Directions for this task. Pick out each line below containing "received".

Saved entries:
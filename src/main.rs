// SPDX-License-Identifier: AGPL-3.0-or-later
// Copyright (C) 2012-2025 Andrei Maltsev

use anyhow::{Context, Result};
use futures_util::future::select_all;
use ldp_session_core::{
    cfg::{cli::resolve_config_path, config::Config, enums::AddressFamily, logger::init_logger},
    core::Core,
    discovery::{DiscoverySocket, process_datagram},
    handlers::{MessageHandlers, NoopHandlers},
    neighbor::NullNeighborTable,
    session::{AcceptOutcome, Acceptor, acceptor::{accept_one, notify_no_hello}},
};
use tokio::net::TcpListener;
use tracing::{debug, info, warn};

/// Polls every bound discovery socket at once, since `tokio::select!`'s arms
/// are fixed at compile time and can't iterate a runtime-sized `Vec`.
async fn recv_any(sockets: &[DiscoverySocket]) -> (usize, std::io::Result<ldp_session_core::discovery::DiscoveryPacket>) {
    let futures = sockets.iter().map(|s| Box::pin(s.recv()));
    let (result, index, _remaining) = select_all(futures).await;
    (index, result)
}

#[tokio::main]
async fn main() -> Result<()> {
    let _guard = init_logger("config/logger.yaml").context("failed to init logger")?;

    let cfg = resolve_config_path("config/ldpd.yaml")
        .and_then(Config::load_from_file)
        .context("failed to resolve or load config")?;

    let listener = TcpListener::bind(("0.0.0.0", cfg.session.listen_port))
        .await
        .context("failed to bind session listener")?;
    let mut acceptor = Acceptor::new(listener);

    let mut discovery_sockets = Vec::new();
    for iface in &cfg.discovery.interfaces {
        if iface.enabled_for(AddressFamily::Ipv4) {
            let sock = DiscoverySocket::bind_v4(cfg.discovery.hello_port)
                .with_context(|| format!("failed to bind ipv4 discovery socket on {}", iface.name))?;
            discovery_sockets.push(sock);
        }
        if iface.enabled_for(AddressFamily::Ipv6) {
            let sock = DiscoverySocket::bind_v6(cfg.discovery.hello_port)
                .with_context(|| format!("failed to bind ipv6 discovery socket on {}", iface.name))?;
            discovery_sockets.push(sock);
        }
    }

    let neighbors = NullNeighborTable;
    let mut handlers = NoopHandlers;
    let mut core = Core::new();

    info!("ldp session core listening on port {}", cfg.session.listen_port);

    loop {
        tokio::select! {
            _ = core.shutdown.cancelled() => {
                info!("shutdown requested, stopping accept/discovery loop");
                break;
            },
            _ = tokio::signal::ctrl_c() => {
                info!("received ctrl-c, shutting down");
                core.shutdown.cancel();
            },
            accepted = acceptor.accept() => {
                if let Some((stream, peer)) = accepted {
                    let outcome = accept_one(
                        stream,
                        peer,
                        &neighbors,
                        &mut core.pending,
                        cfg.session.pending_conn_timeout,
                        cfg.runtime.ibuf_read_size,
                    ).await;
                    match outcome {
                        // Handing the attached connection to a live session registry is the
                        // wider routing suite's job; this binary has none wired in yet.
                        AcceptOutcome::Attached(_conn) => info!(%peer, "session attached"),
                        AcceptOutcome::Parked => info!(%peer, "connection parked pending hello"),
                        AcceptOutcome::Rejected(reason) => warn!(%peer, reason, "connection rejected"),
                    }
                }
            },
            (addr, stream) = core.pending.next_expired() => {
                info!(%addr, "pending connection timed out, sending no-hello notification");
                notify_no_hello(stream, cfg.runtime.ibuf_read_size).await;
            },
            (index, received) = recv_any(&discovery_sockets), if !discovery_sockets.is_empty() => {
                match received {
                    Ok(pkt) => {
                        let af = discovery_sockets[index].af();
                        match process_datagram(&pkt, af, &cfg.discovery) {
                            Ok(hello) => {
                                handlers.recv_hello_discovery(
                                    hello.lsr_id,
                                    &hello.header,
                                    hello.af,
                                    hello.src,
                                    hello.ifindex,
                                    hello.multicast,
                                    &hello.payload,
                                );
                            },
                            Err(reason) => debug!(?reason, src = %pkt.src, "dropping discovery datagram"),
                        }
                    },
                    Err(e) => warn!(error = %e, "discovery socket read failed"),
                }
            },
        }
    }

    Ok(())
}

Solution to this exercise.
                info!("received ctrl-c, shutting down");
            (index, received) = recv_any(&discovery_sockets), if !discovery_sockets.is_empty() => {
                match received {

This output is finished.